On Thursday evening, ride-share giant Uber confirmed that it was responding to “a cybersecurity incident” and was contacting law enforcement about the breach. An entity that claims to be an individual 18-year-old hacker took responsibility for the attack, bragging to multiple security researchers about the steps they took to breach the company. The attacker reportedly posted, “Hi @here I announce I am a hacker and Uber has suffered a data breach,” in a channel on Uber's Slack on Thursday night. The Slack post also listed a number of Uber databases and cloud services that the hacker claimed to have breached. The message reportedly concluded with the sign-off “uberunderpaisdrives.”
The company temporarily took down access on Thursday evening to Slack and some other internal services, according to The New York Times, which first reported the breach. In a midday update on Friday, the company said that “internal software tools that we took down as a precaution yesterday are coming back online.” Invoking time-honored breach-notification language, Uber also said on Friday that it has “no evidence that the incident involved access to sensitive user data (like trip history).” Screenshots leaked by the attacker, though, indicate that Uber's systems may have been deeply and thoroughly compromised, and that anything the attacker didn't access may have been the result of limited time rather than limited opportunity.
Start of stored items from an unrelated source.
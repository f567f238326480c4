//! Soundboard trigger surface.
//!
//! Stateless with respect to the store: every trigger unconditionally
//! overwrites the sfx path with a fresh timestamp, regardless of what is
//! there. Presets and free-form URLs go through the same write path; the
//! replay guard on the receiving side decides what actually plays.

use serde_json::json;
use std::sync::Arc;

use crate::error::StoreError;
use crate::session::{now_ms, SFX_PATH};
use crate::store::Store;

/// A named, ready-to-fire sound effect.
pub struct SfxPreset {
    pub name: &'static str,
    pub url: &'static str,
}

/// The fixed preset board offered by the GM console.
pub const PRESET_SFX: [SfxPreset; 6] = [
    SfxPreset {
        name: "Sword Clash",
        url: "https://www.myinstants.com/media/sounds/sword-clash.mp3",
    },
    SfxPreset {
        name: "Trap Click",
        url: "https://www.myinstants.com/media/sounds/bandicam-right-click-sound.mp3",
    },
    SfxPreset {
        name: "Ping",
        url: "https://www.myinstants.com/media/sounds/sonar-ping-sound-effect.mp3",
    },
    SfxPreset {
        name: "Gear",
        url: "https://www.myinstants.com/media/sounds/light-gears.mp3",
    },
    SfxPreset {
        name: "Mechanism",
        url: "https://www.myinstants.com/media/sounds/heavy-gears.mp3",
    },
    SfxPreset {
        name: "Magic",
        url: "https://www.myinstants.com/media/sounds/magic-fairy.mp3",
    },
];

/// Finds a preset by its display name, case-insensitively.
pub fn preset(name: &str) -> Option<&'static SfxPreset> {
    PRESET_SFX
        .iter()
        .find(|p| p.name.eq_ignore_ascii_case(name))
}

pub struct Soundboard {
    store: Arc<dyn Store>,
}

impl Soundboard {
    pub fn new(store: Arc<dyn Store>) -> Self {
        Self { store }
    }

    /// Fires a sound effect at every listener.
    pub async fn trigger(&self, url: &str, name: &str) -> Result<(), StoreError> {
        self.store
            .set(
                SFX_PATH,
                json!({
                    "url": url,
                    "timestamp": now_ms(),
                    "name": name,
                }),
            )
            .await
    }

    /// Fires a preset by name.
    pub async fn trigger_preset(&self, name: &str) -> Result<(), StoreError> {
        let preset = preset(name).ok_or_else(|| {
            StoreError::Rejected(format!("unknown sound effect preset: {name}"))
        })?;
        self.trigger(preset.url, preset.name).await
    }
}

#[cfg(test)]
mod tests {
    use super::*;
    use crate::session::{SfxEvent, now_ms};
    use crate::store::SessionStore;

    #[tokio::test]
    async fn trigger_overwrites_sfx_path_with_fresh_timestamp() {
        let store: Arc<dyn Store> = Arc::new(SessionStore::new());
        let board = Soundboard::new(store.clone());

        let before = now_ms();
        board
            .trigger("https://example.com/roar.mp3", "Dragon Roar")
            .await
            .unwrap();

        let event: SfxEvent =
            serde_json::from_value(store.get(SFX_PATH).await.unwrap().unwrap()).unwrap();
        assert_eq!(event.url, "https://example.com/roar.mp3");
        assert_eq!(event.name.as_deref(), Some("Dragon Roar"));
        assert!(event.timestamp >= before);
    }

    #[tokio::test]
    async fn preset_lookup_is_case_insensitive() {
        assert!(preset("magic").is_some());
        assert!(preset("Sword Clash").is_some());
        assert!(preset("airhorn").is_none());
    }

    #[tokio::test]
    async fn unknown_preset_is_rejected() {
        let store: Arc<dyn Store> = Arc::new(SessionStore::new());
        let board = Soundboard::new(store);
        assert!(matches!(
            board.trigger_preset("airhorn").await,
            Err(StoreError::Rejected(_))
        ));
    }
}
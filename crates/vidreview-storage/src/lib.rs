//! vidreview Storage Library
//!
//! This crate provides the storage abstraction and its implementations for
//! the review server: the local filesystem and cloud object stores.
//!
//! # Storage key format
//!
//! All backends use the same key layout:
//!
//! - **Review clips**: `{review_prefix}/{batch}/{sign}/{filename}`
//! - **Reference clips**: `{reference_prefix}/{filename}`
//!
//! Keys are built by `vidreview_core::VideoLayout`; backends only resolve them.

pub mod factory;
#[cfg(feature = "storage-local")]
pub mod local;
#[cfg(feature = "storage-object")]
pub mod object;
pub mod traits;

// Re-export commonly used types
pub use factory::create_storage;
#[cfg(feature = "storage-local")]
pub use local::LocalStorage;
#[cfg(feature = "storage-object")]
pub use object::ObjectStorage;
pub use traits::{ByteStream, ObjectInfo, Storage, StorageError, StorageResult};
pub use vidreview_core::StorageBackend;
“It’s disheartening, and Uber is definitely not the only company that this approach would work against,” says offensive security engineer Cedric Owens of the phishing and social engineering tactics the hacker claimed to use to breach the company. “The techniques mentioned in this hack so far are pretty similar to what a lot of red teamers, myself included, have used in the past. So, unfortunately, these types of breaches no longer surprise me.”
The attacker, who could not be reached by WIRED for comment, claims that they first gained access to company systems by targeting an individual employee and repeatedly sending them multifactor authentication login notifications. After more than an hour, the attacker claims, they contacted the same target on WhatsApp pretending to be an Uber IT person and saying that the MFA notifications would stop once the target approved the login.
Such attacks, sometimes known as “MFA fatigue” or “exhaustion” attacks, take advantage of authentication systems in which account owners simply have to approve a login through a push notification on their device rather than through other means, such as providing a randomly generated code. MFA-prompt phishes have become more and more popular with attackers. And in general, hackers have increasingly developed phishing attacks to work around two-factor authentication as more companies deploy it. The recent Twilio breach, for example, illustrated how dire the consequences can be when a company that provides multifactor authentication services is itself compromised. Organizations that require physical authentication keys for logins have had success defending themselves against such remote social engineering attacks.
The phrase “zero trust” has become a sometimes meaningless buzzword in the security industry, but the Uber breach seems to at least show an example of what zero trust is not. Once the attacker had initial access inside the company, they claim they were able to access resources shared on the network that included scripts for Microsoft's automation and management program PowerShell. The attacker said that one of the scripts contained hard-coded credentials for an administrator account of the access management system Thycotic. With control of this account, the attacker claimed, they were able to gain access tokens for Uber's cloud infrastructure, including Amazon Web Services, Google's GSuite, VMware's vSphere dashboard, the authentication manager Duo, and the critical identity and access management service OneLogin.
Screenshots leaked by the attacker support the claims of this deep access, including to OneLogin. In an analysis on Friday, researchers from the cybersecurity firm Group IB suggested that the attacker may have first breached Uber earlier this week and only made their presence known on Thursday.
One independent security engineer described the OneLogin account access the Uber hacker seems to have had access to as “the golden ticket jackpot.”
“That’s God—they own that, there’s nothing they can’t access," the security engineer added. "It’s Disneyland. It’s a blank check at the candy shop and Christmas morning all rolled up together. But sure, customer ride data wasn’t impacted. OK.”
The situation at Uber comes on the heels of congressional testimony on Wednesday from Twitter’s former security chief Peiter “Mudge” Zatko, who has invoked whistleblower protections as part of accusations alleging deplorable security practices within the social media giant. Zatko's testimony this week got senators fired up about the importance of security within Big Tech. But in the past, even the direst and rattling hacks have led only to incremental progress on the most basic best practices. Zatko's testimony did not seem to impact Twitter's stock price at all on Wednesday. Uber's stock had a small dip Friday morning, but it had partly recovered by the closing bell.
For now, the full scope of the situation inside the ride-sharing giant remains unknown.
"I think there are a lot of opportunities to work on detections and preventions proactively," offensive security engineer Owens says. “This can be difficult to execute in practice, though, when you have lots of other fires to put out, political challenges inside of an organization, et cetera. Maybe I’m slowly becoming jaded, since I’ve been around in this space for a while.”